Europa2014 : 13 septembre

Voyage Europa 2014
Samedi 13 septembre 2014 - J060 - 357 km - 404 photos (18.049-19.208/42.272-41.176)
Extraordinaire Autriche, malgré une météo fort humide.

Pour la première fois depuis le départ, Titi me joue un sale tour. Il me perd le début du trajet, que je suis obligé de reconstituer, ce qui me fait perdre une heure de boulot ce soir ! Je lui pardonne, compte tenu de tout ce qu'il m'a apporté depuis le début, mais il ne faudrait pas que ça se reproduise ! Bref, je me réveille vers 6h45, à cause d'un.... aspirateur ! Eh oui, je suis stationné à la porte du restau-bar, et la dame est en train de passer son engin de malheur dehors à cette heure, alors qu'il pleut à verse (elle aspire la partie sous véranda ouverte !). Du coup, je me lève, je sors presque devant elle, et lui demande si c'est ouvert. Je comprends que non, mais elle accepte que je rentre : je prends un grand café, et j'en profite pour utiliser les toilettes. Je pars sans doute vers 7h30 au plus tard (c'est la trace du début qui est perdue....) !

Il pleut à verse sur le parking de l'hôtel, mais juste après, en fait, beaucoup moins. Je suis de l'autre côté du col....

C'est absolument superbe, malgré -ou grâce, comme vous voulez- aux nuages.
Mais soyons sérieux, sous le soleil, ça ne peut pas être moins bien !

Voyons voir..... semble nous dire ce personnage.

Mais c'est tout vu ! Pour les photos, par contre, les nuages apportent un "plus" indéniable.

Le torrent que je longe est terrifiant.

En fait, ils seront absolument tous comme ça, tout au long de la journée.
Ici, je me suis aventuré presque au milieu de cette passerelle qui bougeait fortement. Que ne ferais-je point pour vous transmettre mes aventures !

Bref, la Slovénie, vous l'aurez compris, est un petit bijou.

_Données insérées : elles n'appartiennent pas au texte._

use std::collections::{HashMap, HashSet};

use thiserror::Error;

use crate::model::entity::Entity;
use crate::model::settings::Region;

//
// ─── ERRORS ────────────────────────────────────────────────────────────────────
//

#[derive(Debug, Error, Clone, PartialEq, Eq)]
#[non_exhaustive]
pub enum CatalogError {
    #[error("entity #{index} has an empty name")]
    EmptyName { index: usize },

    #[error("entity #{index} has an empty category")]
    EmptyCategory { index: usize },

    #[error("duplicate asset id: {asset_id}")]
    DuplicateAsset { asset_id: String },
}

/// Region selection matched nothing in the catalog.
#[derive(Debug, Error, Clone, PartialEq, Eq)]
#[non_exhaustive]
pub enum FilterError {
    #[error("no entities in region {region}")]
    Empty { region: Region },
}

//
// ─── CATALOG ───────────────────────────────────────────────────────────────────
//

/// Ordered, immutable collection of every quizzable entity.
#[derive(Debug, Clone, PartialEq, Eq)]
pub struct Catalog {
    entities: Vec<Entity>,
}

impl Catalog {
    /// Build a catalog, validating names, categories and asset id uniqueness.
    ///
    /// Display names repeated across categories are accepted but logged.
    ///
    /// # Errors
    ///
    /// Returns `CatalogError` if an entity has a blank field or two entities derive
    /// the same asset id.
    pub fn new(entities: Vec<Entity>) -> Result<Self, CatalogError> {
        let mut assets = HashSet::with_capacity(entities.len());
        let mut names: HashMap<&str, &str> = HashMap::with_capacity(entities.len());

        for (index, entity) in entities.iter().enumerate() {
            if entity.name().trim().is_empty() {
                return Err(CatalogError::EmptyName { index });
            }
            if entity.category().trim().is_empty() {
                return Err(CatalogError::EmptyCategory { index });
            }
            if !assets.insert(entity.asset_id()) {
                return Err(CatalogError::DuplicateAsset {
                    asset_id: entity.asset_id().to_owned(),
                });
            }
            if let Some(first) = names.insert(entity.name(), entity.category()) {
                log::warn!(
                    "display name {:?} appears in both {first:?} and {:?}",
                    entity.name(),
                    entity.category()
                );
            }
        }

        Ok(Self { entities })
    }

    /// Build a catalog from already-parsed `(name, category)` pairs.
    ///
    /// # Errors
    ///
    /// See [`Catalog::new`].
    pub fn from_records<N, C>(records: impl IntoIterator<Item = (N, C)>) -> Result<Self, CatalogError>
    where
        N: Into<String>,
        C: Into<String>,
    {
        Self::new(
            records
                .into_iter()
                .map(|(name, category)| Entity::new(name, category))
                .collect(),
        )
    }

    #[must_use]
    pub fn entities(&self) -> &[Entity] {
        &self.entities
    }

    #[must_use]
    pub fn len(&self) -> usize {
        self.entities.len()
    }

    #[must_use]
    pub fn is_empty(&self) -> bool {
        self.entities.is_empty()
    }

    /// Distinct categories in first-seen order.
    #[must_use]
    pub fn categories(&self) -> Vec<&str> {
        let mut seen = HashSet::new();
        self.entities
            .iter()
            .map(Entity::category)
            .filter(|category| seen.insert(*category))
            .collect()
    }

    /// Derive the active subset for `region`.
    ///
    /// `Region::All` copies the whole catalog; a named region keeps catalog order.
    /// The returned view owns its storage.
    ///
    /// # Errors
    ///
    /// Returns `FilterError::Empty` if nothing matches.
    pub fn filter(&self, region: &Region) -> Result<FilteredView, FilterError> {
        let entities: Vec<Entity> = match region {
            Region::All => self.entities.clone(),
            Region::Named(name) => self
                .entities
                .iter()
                .filter(|entity| entity.category() == name)
                .cloned()
                .collect(),
        };

        if entities.is_empty() {
            return Err(FilterError::Empty {
                region: region.clone(),
            });
        }

        Ok(FilteredView {
            region: region.clone(),
            entities,
        })
    }
}

//
// ─── FILTERED VIEW ─────────────────────────────────────────────────────────────
//

/// Owned snapshot of the entities in the selected region.
///
/// The round engine reshuffles it in place, so index positions are not stable
/// from one round to the next.
#[derive(Debug, Clone, PartialEq, Eq)]
pub struct FilteredView {
    region: Region,
    entities: Vec<Entity>,
}

impl FilteredView {
    #[must_use]
    pub fn region(&self) -> &Region {
        &self.region
    }

    #[must_use]
    pub fn len(&self) -> usize {
        self.entities.len()
    }

    #[must_use]
    pub fn is_empty(&self) -> bool {
        self.entities.is_empty()
    }

    #[must_use]
    pub fn as_slice(&self) -> &[Entity] {
        &self.entities
    }

    pub fn as_mut_slice(&mut self) -> &mut [Entity] {
        &mut self.entities
    }
}

#[cfg(test)]
mod tests {
    use super::*;

    fn sample() -> Catalog {
        Catalog::from_records([("A", "R1"), ("B", "R1"), ("C", "R2")]).unwrap()
    }

    #[test]
    fn named_region_keeps_catalog_order() {
        let view = sample().filter(&Region::named("R1")).unwrap();
        let names: Vec<_> = view.as_slice().iter().map(Entity::name).collect();
        assert_eq!(names, ["A", "B"]);
        assert_eq!(view.region(), &Region::named("R1"));
    }

    #[test]
    fn all_region_copies_catalog() {
        let catalog = sample();
        let mut first = catalog.filter(&Region::All).unwrap();
        first.as_mut_slice().reverse();
        let second = catalog.filter(&Region::All).unwrap();

        assert_eq!(second.as_slice(), catalog.entities());

        let mut a: Vec<_> = first.as_slice().to_vec();
        let mut b: Vec<_> = second.as_slice().to_vec();
        a.sort_by(|x, y| x.asset_id().cmp(y.asset_id()));
        b.sort_by(|x, y| x.asset_id().cmp(y.asset_id()));
        assert_eq!(a, b);
    }

    #[test]
    fn unknown_region_is_an_error() {
        let err = sample().filter(&Region::named("Atlantis")).unwrap_err();
        assert_eq!(
            err,
            FilterError::Empty {
                region: Region::named("Atlantis")
            }
        );
    }

    #[test]
    fn rejects_duplicate_assets() {
        let err = Catalog::from_records([("A", "R1"), ("A", "R1")]).unwrap_err();
        assert!(matches!(err, CatalogError::DuplicateAsset { .. }));
    }

    #[test]
    fn rejects_blank_fields() {
        let err = Catalog::from_records([("A", "R1"), (" ", "R1")]).unwrap_err();
        assert_eq!(err, CatalogError::EmptyName { index: 1 });

        let err = Catalog::from_records([("A", "")]).unwrap_err();
        assert_eq!(err, CatalogError::EmptyCategory { index: 0 });
    }

    #[test]
    fn allows_same_name_in_different_categories() {
        let catalog = Catalog::from_records([("Georgia", "Asia"), ("Georgia", "North America")])
            .unwrap();
        assert_eq!(catalog.len(), 2);
    }

    #[test]
    fn categories_in_first_seen_order() {
        let catalog =
            Catalog::from_records([("A", "Europe"), ("B", "Asia"), ("C", "Europe")]).unwrap();
        assert_eq!(catalog.categories(), ["Europe", "Asia"]);
    }
}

Mais.... L'Autriche est un grand bijou !
Je viens juste de passer la frontière. Là, nous sommes entre pays du Marché Commun, pas de contrôle, pas de douane, personne.
Juste une ou deux pancartes, et des bâtiments fermés, abandonnés.

C'est triste d'un côté, mais j'en suis tellement heureux. Ah, si toute l'Europe pouvait être comme ça.
Je souhaite que mes enfants connaîtront ce bonheur, ou leurs enfants, car il faut bien laisser le temps au temps.

Donc, l'Autriche est un joyau.

Automne, je t'adore, mais tu viens trop tôt.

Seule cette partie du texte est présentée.